The writing group recommends the modified Rankin Scale version for adults as it can better discriminate between mild and moderate post-anoxic brain impairments as well as identify dependency issues related to severe cognitive impairment rather than just locomotor problems. The Pediatric Stroke Outcome Measure is widely used in pediatric studies, but King’s Outcome Scale for Childhood Injury is more sensitive to outcomes in children less than 2 years old and may be used as a complementary measure to Pediatric Stroke Outcome Measure.

Recommendations for Cessation of Dichotomization of Neurologic Outcomes

Dichotomizing neurologic outcomes as “good” or “poor” (based on the thresholds of common outcome measures) results in a loss of granularity and prevents measuring the evolution of individual outcomes over time. This also prevents pooling in meta-analyses due to the heterogeneity of outcome thresholds.

Recommendations for Reporting Cause of Death

Death is used as a neurologic outcome in common outcome measures, but these do not specify the actual cause of death. The AHA recommends the clarification of death in relation to neurologic prognostication by providing the mode of death (brain death or somatic/cardiac death), the extent of medical support with or without DNAR directives, and defining WLST as due to perceived neurologic futility, medicinal futility, or both.

Recommendations for Measures of Quality of Life

Although certain outcome measures are generally reliable to assess health-related quality of life after cardiac arrest, further studies are needed to understand the correlation between quality of life and neurologic function following cardiac arrest. Therefore, quality-of-life measures, including patient-reported and physician-reported outcomes, are recommended in prognostic studies for both adult and pediatric populations.

Recommendations for Timing of Outcome Assessment

In prognostication studies, the appropriate timing to assess the impact of the index test on neurologic outcomes should ensure that neurologic deficit has stabilized and that no associated comorbidities have occurred.

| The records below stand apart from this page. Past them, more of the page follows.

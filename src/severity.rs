// src/severity.rs - Per-cycle severity ratchet
//
// Four classifier reports are folded, in FOLD_ORDER, into one Status. The fold
// never downgrades and records the last report that matched the current tier.

use crate::{
    classifier::Classification,
    enclosure::{Enclosure, Measurement},
};
use serde::{Deserialize, Serialize};
use std::fmt;
use tracing::debug;

/// Ordinal severity of a classification or of a whole cycle.
#[derive(
    Debug, Clone, Copy, PartialEq, Eq, PartialOrd, Ord, Hash, Default, Serialize, Deserialize,
)]
#[serde(rename_all = "lowercase")]
pub enum Severity {
    #[default]
    Ideal = 0,
    Warning = 1,
    Critical = 2,
}

impl Severity {
    pub fn as_str(&self) -> &'static str {
        match self {
            Severity::Ideal => "ideal",
            Severity::Warning => "warning",
            Severity::Critical => "critical",
        }
    }
}

impl fmt::Display for Severity {
    fn fmt(&self, f: &mut fmt::Formatter<'_>) -> fmt::Result {
        f.write_str(self.as_str())
    }
}

/// The enclosure/measurement pair that produced a non-ideal decision.
#[derive(Debug, Clone, Copy, PartialEq, Eq)]
pub struct Trigger {
    pub enclosure: Enclosure,
    pub measurement: Measurement,
}

/// Decision of a cycle plus its diagnostic context.
///
/// `trigger` is `None` exactly when `decision` is [`Severity::Ideal`].
#[derive(Debug, Clone, Copy, PartialEq, Eq, Default)]
pub struct Status {
    pub decision: Severity,
    pub trigger: Option<Trigger>,
}

impl Status {
    pub const IDEAL: Status = Status {
        decision: Severity::Ideal,
        trigger: None,
    };

    fn triggered(decision: Severity, report: &Report) -> Self {
        Self {
            decision,
            trigger: Some(Trigger {
                enclosure: report.enclosure,
                measurement: report.measurement,
            }),
        }
    }
}

/// One classifier output, tagged with where it came from.
#[derive(Debug, Clone, Copy, PartialEq, Eq)]
pub struct Report {
    pub enclosure: Enclosure,
    pub measurement: Measurement,
    pub classification: Classification,
}

impl Report {
    pub fn new(enclosure: Enclosure, measurement: Measurement, classification: Classification) -> Self {
        Self { enclosure, measurement, classification }
    }
}

/// Next ratchet state after folding `report` into `state`.
///
/// * ideal report while still ideal: stays ideal, context cleared
/// * warning report while at most warning: warning, context overwritten
/// * critical report at any severity: critical, context overwritten
/// * anything else is a no-op, so a cycle never downgrades
pub fn transition(state: Status, report: &Report) -> Status {
    let Classification { warning, critical } = report.classification;

    if !warning && !critical && state.decision == Severity::Ideal {
        Status::IDEAL
    } else if warning && !critical && state.decision <= Severity::Warning {
        Status::triggered(Severity::Warning, report)
    } else if critical {
        Status::triggered(Severity::Critical, report)
    } else {
        state
    }
}

/// Fold state for one sampling cycle. Start a fresh one (or [`reset`](Self::reset)) per cycle.
#[derive(Debug, Clone, Copy, Default)]
pub struct SeverityRatchet {
    status: Status,
}

impl SeverityRatchet {
    pub fn new() -> Self {
        Self::default()
    }

    pub fn fold(&mut self, report: &Report) -> Status {
        let next = transition(self.status, report);
        if next != self.status {
            debug!(
                "{} {} is {}; cycle status {} -> {}",
                report.enclosure,
                report.measurement,
                report.classification.severity(),
                self.status.decision,
                next.decision
            );
        }
        self.status = next;
        next
    }

    pub fn status(&self) -> Status {
        self.status
    }

    pub fn reset(&mut self) {
        self.status = Status::IDEAL;
    }
}

#[cfg(test)]
mod tests {
    use super::*;
    use crate::enclosure::FOLD_ORDER;

    fn fold_all(classes: [Classification; 4]) -> Status {
        let mut ratchet = SeverityRatchet::new();
        for ((enclosure, measurement), classification) in FOLD_ORDER.into_iter().zip(classes) {
            ratchet.fold(&Report::new(enclosure, measurement, classification));
        }
        ratchet.status()
    }

    const I: Classification = Classification::IDEAL;
    const W: Classification = Classification::WARNING;
    const C: Classification = Classification::CRITICAL;

    #[test]
    fn test_all_ideal() {
        assert_eq!(fold_all([I, I, I, I]), Status::IDEAL);
    }

    #[test]
    fn test_critical_then_ideal_does_not_revert() {
        let status = fold_all([C, I, I, I]);
        assert_eq!(status.decision, Severity::Critical);
        assert_eq!(
            status.trigger,
            Some(Trigger {
                enclosure: Enclosure::Avian,
                measurement: Measurement::Temperature
            })
        );
    }

    #[test]
    fn test_last_warning_wins_context() {
        let status = fold_all([W, I, W, I]);
        assert_eq!(status.decision, Severity::Warning);
        assert_eq!(
            status.trigger,
            Some(Trigger {
                enclosure: Enclosure::Reptilian,
                measurement: Measurement::Temperature
            })
        );
    }

    #[test]
    fn test_warning_after_critical_keeps_critical_context() {
        let status = fold_all([I, C, W, W]);
        assert_eq!(status.decision, Severity::Critical);
        assert_eq!(status.trigger.map(|t| t.measurement), Some(Measurement::Humidity));
        assert_eq!(status.trigger.map(|t| t.enclosure), Some(Enclosure::Avian));
    }

    #[test]
    fn test_last_critical_wins_context() {
        let status = fold_all([C, W, I, C]);
        assert_eq!(
            status.trigger,
            Some(Trigger {
                enclosure: Enclosure::Reptilian,
                measurement: Measurement::Humidity
            })
        );
    }

    #[test]
    fn test_both_flags_escalate_to_critical() {
        let both = Classification { warning: true, critical: true };
        let status = transition(Status::IDEAL, &Report::new(Enclosure::Avian, Measurement::Humidity, both));
        assert_eq!(status.decision, Severity::Critical);
    }

    #[test]
    fn test_reset() {
        let mut ratchet = SeverityRatchet::new();
        ratchet.fold(&Report::new(Enclosure::Avian, Measurement::Temperature, C));
        ratchet.reset();
        assert_eq!(ratchet.status(), Status::IDEAL);
    }

    #[test]
    fn test_severity_order_and_names() {
        assert!(Severity::Ideal < Severity::Warning);
        assert!(Severity::Warning < Severity::Critical);
        assert_eq!(Severity::Critical.to_string(), "critical");
        assert_eq!(serde_json::to_string(&Severity::Warning).unwrap(), "\"warning\"");
    }
}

Although 30 days after cardiac arrest is the minimum timing for measuring neurologic outcomes, recommended follow-up times longer than 30 days are desirable.

The AHA cautions against collecting neurologic outcomes at hospital discharge because some social functions and complex activities are difficult to assess within the hospital setting. Quality-of-life assessments are recommended at a minimum 3 months after cardiac rest, and again at 6 months and 1 year. Longer follow-up times are often necessary for assessing the youngest patients, especially as their brains continue to develop.

Recommendations for Sources of Bias

Two major sources of bias identified were self-fulfilling prophecy and sedation or medications. To avoid the former, the treating team should ideally be blinded to results; however, this is not generally feasible, and comatose resuscitated patients should be maintained with full medical support. Establishing a strict protocol for WLST is also recommended, including a description of cause of death in all patients. Sedatives and neuromuscular blocking drugs may interfere with neurologic prognostication; to avoid bias, the use of short-acting drugs is recommended.

Recommendations for Standards for Reporting

To achieve substantial quality of evidence, the AHA recommends avoiding indirectness (for example, providing a description of the cause of death), inconsistency (by adopting standardized definitions and terminology), imprecision, and incomplete reporting. Furthermore, adhering to highly suggested reporting standards like Standards for Reporting Diagnostic accuracy studies or Transparent Reporting of a Multivariable Prediction Model for Individual Prognosis or Diagnosis is recommended.